[Source data Boundary: Start]

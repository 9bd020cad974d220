//! Feature Engineering Error Types

use feature_frame::FrameError;
use thiserror::Error;

/// Errors during feature derivation
#[derive(Debug, Error)]
pub enum FeatureError {
    /// Frame could not accept a derived column
    #[error("Frame error: {0}")]
    Frame(#[from] FrameError),

    /// Configuration cannot produce a valid feature
    #[error("Invalid engine configuration: {0}")]
    InvalidConfig(String),
}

[Source data Boundary: End]

Set down, word for word, the line that contains "use feature_frame::FrameError;" and all lines after it up to the end of the listing.

**Reply:**
use feature_frame::FrameError;
use thiserror::Error;

/// Errors during feature derivation
#[derive(Debug, Error)]
pub enum FeatureError {
    /// Frame could not accept a derived column
    #[error("Frame error: {0}")]
    Frame(#[from] FrameError),

    /// Configuration cannot produce a valid feature
    #[error("Invalid engine configuration: {0}")]
    InvalidConfig(String),
}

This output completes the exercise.